The phenotype of the endothelial cells (ECs) in the pseudointima of transjugular intrahepatic portasystemic shunts (TIPS) and the mechanisms of pseudointima formation after TIPS were unknown. We hypothesized that TIPS were lined by hepatic sinusoidal ECs, which stimulated the migration of smooth muscle cells (SMCs) into the pseudointima and their proliferation. Studies were done with the following specific aims: (1) isolation of ECs from TIPS pseudointima and comparison of their phenotype with human cirrhotic sinusoidal and vascular ECs derived from hepatic and portal veins as well as aorta, and (2) testing of the effects of TIPS ECs on TIPS-derived SMC migration and proliferation. ECs were isolated from eight TIPS retrieved from liver explants by immunomagnetic separation using monodispersed magnetizable polystyrene beads (Dynabeads M-450) coated with Ulex Europeus 1. EC phenotypes were examined by transmission electron microscopy, factor VIII-related antigen, CD31, CD14, and CD34 expression, uptake of acetylated LDL and secretion of type IV collagen. The effects of EC-conditioned media on SMC migration and proliferation were tested in multiwell chemotaxis chambers and by cell counting, respectively. ECs were obtained from TIPS pseudointima with >95% purity. The phenotype of TIPS-derived ECs matched that of cirrhotic sinusoidal endothelium (both expressed CD14) and differed from that of vascular endothelium (CD14 negative, Weibel-Palade positive). Conditioned media from both stenosed (n = 3) and nonstenosed (n = 3) TIPS-derived endothelial cells produced a marked (>100%) P <.001 increase in migration as well as (up to 88%) P <.01 proliferation of SMCs from both stenosed (n = 3) as well as nonstenosed TIPS (n = 3). These data indicate that TIPS pseudointima are lined by hepatic sinusoidal endothelial cells, which stimulate pseudointima formation by increasing SMC migration and proliferation.

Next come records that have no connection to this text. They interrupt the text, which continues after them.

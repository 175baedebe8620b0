//! Environment-aware connection configuration.
//!
//! Connection parameters are split across two files loaded once at startup:
//! a settings file (hosts, port, TLS, authentication database, startup
//! environment, read preference) and a credentials file (login, password and
//! target database per environment). Both are plain JSON.

use std::collections::HashMap;
use std::fmt;
use std::fs;
use std::path::Path;

use mongodb::options::{
    ClientOptions, Credential, SelectionCriteria, ServerAddress, Tls, TlsOptions,
};
use serde::{Deserialize, Serialize};

use crate::error::{StoreError, StoreResult};

/// A logical database environment.
///
/// The same logical collection maps to a different physical database per
/// environment; every store operation accepts an optional environment
/// override.
#[derive(Debug, Clone, Copy, PartialEq, Eq, Hash, Serialize, Deserialize)]
#[serde(rename_all = "lowercase")]
pub enum Environment {
    /// The production database.
    Production,
    /// The test database.
    Test,
}

impl fmt::Display for Environment {
    fn fmt(&self, f: &mut fmt::Formatter<'_>) -> fmt::Result {
        match self {
            Self::Production => write!(f, "production"),
            Self::Test => write!(f, "test"),
        }
    }
}

/// Read preference for query routing.
#[derive(Debug, Clone, Copy, PartialEq, Eq, Default, Serialize, Deserialize)]
pub enum ReadPreference {
    /// Read from the primary only.
    #[default]
    Primary,
    /// Read from the primary when available, otherwise a secondary.
    PrimaryPreferred,
}

/// Credentials and target database for one environment.
#[derive(Debug, Clone, Serialize, Deserialize)]
pub struct EnvCredentials {
    /// Login name.
    pub login: String,
    /// Password.
    pub password: String,
    /// Database the environment's collections live in.
    pub database: String,
}

/// Connection settings shared by every environment.
#[derive(Debug, Clone, Serialize, Deserialize)]
pub struct StoreSettings {
    /// Server host names.
    pub hosts: Vec<String>,
    /// Server port, shared by all hosts.
    pub port: u16,
    /// Whether to connect over TLS.
    pub tls: bool,
    /// Authentication database.
    pub admin_database: String,
    /// Environment selected at startup.
    pub environment: Environment,
    /// Read preference for all queries.
    #[serde(default)]
    pub read_preference: ReadPreference,
}

/// Full store configuration: settings plus per-environment credentials.
///
/// Loaded once at startup and read-only afterward.
#[derive(Debug, Clone)]
pub struct StoreConfig {
    settings: StoreSettings,
    credentials: HashMap<Environment, EnvCredentials>,
}

impl StoreConfig {
    /// Load configuration from the settings and credentials files.
    ///
    /// Any I/O or parse failure is a fatal configuration error.
    pub fn from_files(settings_path: &Path, credentials_path: &Path) -> StoreResult<Self> {
        let settings = read_json::<StoreSettings>(settings_path)?;
        let credentials = read_json::<HashMap<Environment, EnvCredentials>>(credentials_path)?;

        let config = Self {
            settings,
            credentials,
        };
        config.validate()?;
        Ok(config)
    }

    /// Create a builder for in-process configuration.
    pub fn builder() -> StoreConfigBuilder {
        StoreConfigBuilder::new()
    }

    /// The environment selected at startup.
    pub fn environment(&self) -> Environment {
        self.settings.environment
    }

    /// The shared connection settings.
    pub fn settings(&self) -> &StoreSettings {
        &self.settings
    }

    /// Credentials for an environment.
    pub fn credentials(&self, env: Environment) -> StoreResult<&EnvCredentials> {
        self.credentials
            .get(&env)
            .ok_or_else(|| StoreError::config(format!("no credentials for environment {}", env)))
    }

    /// Name of the database an environment's collections live in.
    pub fn database_name(&self, env: Environment) -> StoreResult<&str> {
        Ok(self.credentials(env)?.database.as_str())
    }

    /// Build driver client options for an environment.
    ///
    /// Credentials are derived from the environment's own entry, sourced
    /// against the authentication database.
    pub fn client_options(&self, env: Environment) -> StoreResult<ClientOptions> {
        let creds = self.credentials(env)?;

        let hosts: Vec<ServerAddress> = self
            .settings
            .hosts
            .iter()
            .map(|host| ServerAddress::Tcp {
                host: host.clone(),
                port: Some(self.settings.port),
            })
            .collect();

        let credential = Credential::builder()
            .username(creds.login.clone())
            .password(creds.password.clone())
            .source(self.settings.admin_database.clone())
            .build();

        let mut options = ClientOptions::builder()
            .hosts(hosts)
            .credential(credential)
            .app_name("corral".to_string())
            .build();

        options.selection_criteria = Some(match self.settings.read_preference {
            ReadPreference::Primary => SelectionCriteria::ReadPreference(
                mongodb::options::ReadPreference::Primary,
            ),
            ReadPreference::PrimaryPreferred => SelectionCriteria::ReadPreference(
                mongodb::options::ReadPreference::PrimaryPreferred {
                    options: Default::default(),
                },
            ),
        });

        if self.settings.tls {
            options.tls = Some(Tls::Enabled(TlsOptions::default()));
        }

        Ok(options)
    }

    fn validate(&self) -> StoreResult<()> {
        if self.settings.hosts.is_empty() {
            return Err(StoreError::config("at least one host is required"));
        }
        if self.settings.admin_database.is_empty() {
            return Err(StoreError::config("admin database name is required"));
        }
        // The startup environment must be usable immediately.
        self.credentials(self.settings.environment)?;
        Ok(())
    }
}

fn read_json<T: serde::de::DeserializeOwned>(path: &Path) -> StoreResult<T> {
    let raw = fs::read_to_string(path)
        .map_err(|e| StoreError::config(format!("{}: {}", path.display(), e)))?;
    serde_json::from_str(&raw).map_err(|e| StoreError::config(format!("{}: {}", path.display(), e)))
}

/// Builder for store configuration.
#[derive(Debug, Default)]
pub struct StoreConfigBuilder {
    hosts: Vec<String>,
    port: Option<u16>,
    tls: bool,
    admin_database: Option<String>,
    environment: Option<Environment>,
    read_preference: ReadPreference,
    credentials: HashMap<Environment, EnvCredentials>,
}

impl StoreConfigBuilder {
    /// Create a new builder.
    pub fn new() -> Self {
        Self::default()
    }

    /// Add a server host.
    pub fn host(mut self, host: impl Into<String>) -> Self {
        self.hosts.push(host.into());
        self
    }

    /// Set the server port.
    pub fn port(mut self, port: u16) -> Self {
        self.port = Some(port);
        self
    }

    /// Enable or disable TLS.
    pub fn tls(mut self, enabled: bool) -> Self {
        self.tls = enabled;
        self
    }

    /// Set the authentication database.
    pub fn admin_database(mut self, name: impl Into<String>) -> Self {
        self.admin_database = Some(name.into());
        self
    }

    /// Set the startup environment.
    pub fn environment(mut self, env: Environment) -> Self {
        self.environment = Some(env);
        self
    }

    /// Set the read preference.
    pub fn read_preference(mut self, pref: ReadPreference) -> Self {
        self.read_preference = pref;
        self
    }

    /// Add credentials for an environment.
    pub fn credentials(
        mut self,
        env: Environment,
        login: impl Into<String>,
        password: impl Into<String>,
        database: impl Into<String>,
    ) -> Self {
        self.credentials.insert(
            env,
            EnvCredentials {
                login: login.into(),
                password: password.into(),
                database: database.into(),
            },
        );
        self
    }

    /// Build the configuration.
    pub fn build(self) -> StoreResult<StoreConfig> {
        let environment = self
            .environment
            .ok_or_else(|| StoreError::config("startup environment is required"))?;
        let admin_database = self
            .admin_database
            .ok_or_else(|| StoreError::config("admin database name is required"))?;

        let config = StoreConfig {
            settings: StoreSettings {
                hosts: self.hosts,
                port: self.port.unwrap_or(27017),
                tls: self.tls,
                admin_database,
                environment,
                read_preference: self.read_preference,
            },
            credentials: self.credentials,
        };
        config.validate()?;
        Ok(config)
    }
}

#[cfg(test)]
mod tests {
    use std::io::Write;

    use super::*;

    fn test_config() -> StoreConfig {
        StoreConfig::builder()
            .host("db1.internal")
            .host("db2.internal")
            .port(27018)
            .admin_database("admin")
            .environment(Environment::Test)
            .credentials(Environment::Test, "app_test", "secret", "app_db_test")
            .credentials(Environment::Production, "app", "secret", "app_db")
            .build()
            .unwrap()
    }

    #[test]
    fn test_builder() {
        let config = test_config();
        assert_eq!(config.environment(), Environment::Test);
        assert_eq!(config.settings().hosts.len(), 2);
        assert_eq!(config.settings().port, 27018);
        assert_eq!(config.database_name(Environment::Test).unwrap(), "app_db_test");
        assert_eq!(config.database_name(Environment::Production).unwrap(), "app_db");
    }

    #[test]
    fn test_builder_missing_environment() {
        let result = StoreConfig::builder()
            .host("localhost")
            .admin_database("admin")
            .build();
        assert!(matches!(result, Err(StoreError::Config(_))));
    }

    #[test]
    fn test_builder_missing_startup_credentials() {
        let result = StoreConfig::builder()
            .host("localhost")
            .admin_database("admin")
            .environment(Environment::Production)
            .credentials(Environment::Test, "t", "t", "t")
            .build();
        assert!(matches!(result, Err(StoreError::Config(_))));
    }

    #[test]
    fn test_client_options_mapping() {
        let config = test_config();
        let options = config.client_options(Environment::Test).unwrap();

        assert_eq!(options.hosts.len(), 2);
        assert!(matches!(
            &options.hosts[0],
            ServerAddress::Tcp { host, port: Some(27018), .. } if host == "db1.internal"
        ));

        assert!(options.tls.is_none());
        assert!(matches!(
            &options.selection_criteria,
            Some(SelectionCriteria::ReadPreference(
                mongodb::options::ReadPreference::Primary
            ))
        ));

        let credential = options.credential.unwrap();
        assert_eq!(credential.username.as_deref(), Some("app_test"));
        assert_eq!(credential.source.as_deref(), Some("admin"));
    }

    #[test]
    fn test_client_options_primary_preferred() {
        let config = StoreConfig::builder()
            .host("localhost")
            .admin_database("admin")
            .environment(Environment::Production)
            .read_preference(ReadPreference::PrimaryPreferred)
            .credentials(Environment::Production, "app", "secret", "app_db")
            .build()
            .unwrap();
        let options = config.client_options(Environment::Production).unwrap();
        assert!(matches!(
            &options.selection_criteria,
            Some(SelectionCriteria::ReadPreference(
                mongodb::options::ReadPreference::PrimaryPreferred { .. }
            ))
        ));
    }

    #[test]
    fn test_from_files() {
        let dir = tempfile::tempdir().unwrap();

        let settings_path = dir.path().join("settings.json");
        let mut settings = fs::File::create(&settings_path).unwrap();
        write!(
            settings,
            r#"{{
                "hosts": ["localhost"],
                "port": 27017,
                "tls": true,
                "admin_database": "admin",
                "environment": "production",
                "read_preference": "PrimaryPreferred"
            }}"#
        )
        .unwrap();

        let credentials_path = dir.path().join("credentials.json");
        let mut credentials = fs::File::create(&credentials_path).unwrap();
        write!(
            credentials,
            r#"{{
                "production": {{ "login": "app", "password": "s", "database": "app_db" }},
                "test": {{ "login": "app_t", "password": "s", "database": "app_db_t" }}
            }}"#
        )
        .unwrap();

        let config = StoreConfig::from_files(&settings_path, &credentials_path).unwrap();
        assert_eq!(config.environment(), Environment::Production);
        assert!(config.settings().tls);
        assert_eq!(
            config.settings().read_preference,
            ReadPreference::PrimaryPreferred
        );
        assert_eq!(config.database_name(Environment::Test).unwrap(), "app_db_t");
    }

    #[test]
    fn test_from_files_missing_file_is_fatal() {
        let dir = tempfile::tempdir().unwrap();
        let result = StoreConfig::from_files(
            &dir.path().join("nope.json"),
            &dir.path().join("nope2.json"),
        );
        assert!(matches!(result, Err(StoreError::Config(_))));
    }
}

经颈静脉肝内门体分流术(TIPS)假内膜中内皮细胞(ECs)的表型以及TIPS术后假内膜形成的机制尚不清楚。我们推测TIPS内衬肝窦内皮细胞,其刺激平滑肌细胞(SMCs)迁移至假内膜并使其增殖。本研究旨在实现以下具体目标:(1)从TIPS假内膜中分离ECs,并将其表型与源自肝静脉、门静脉以及主动脉的人类肝硬化窦状内皮细胞和血管内皮细胞进行比较;(2)检测TIPS来源的ECs对TIPS来源的SMC迁移和增殖的影响。通过使用包被有欧洲荆豆凝集素1的单分散可磁化聚苯乙烯珠(Dynabeads M - 450)进行免疫磁分离,从肝脏外植体中获取的8个TIPS中分离出ECs。通过透射电子显微镜、因子VIII相关抗原、CD31、CD14和CD34表达、乙酰化低密度脂蛋白摄取以及IV型胶原分泌来检测EC表型。分别在多孔趋化室中通过细胞计数检测EC条件培养基对SMC迁移和增殖的影响。从TIPS假内膜中获得的ECs纯度>95%。TIPS来源的ECs表型与肝硬化窦状内皮细胞匹配(均表达CD14),与血管内皮细胞不同(CD14阴性,Weibel - Palade阳性)。来自狭窄(n = 3)和非狭窄(n = 3)TIPS来源的内皮细胞的条件培养基均使来自狭窄(n = 3)和非狭窄TIPS(n = 3)的SMC迁移显著增加(>100%,P <.001)以及增殖增加(高达88%,P <.01)。这些数据表明,TIPS假内膜由肝窦内皮细胞内衬,其通过增加SMC迁移和增殖来刺激假内膜形成。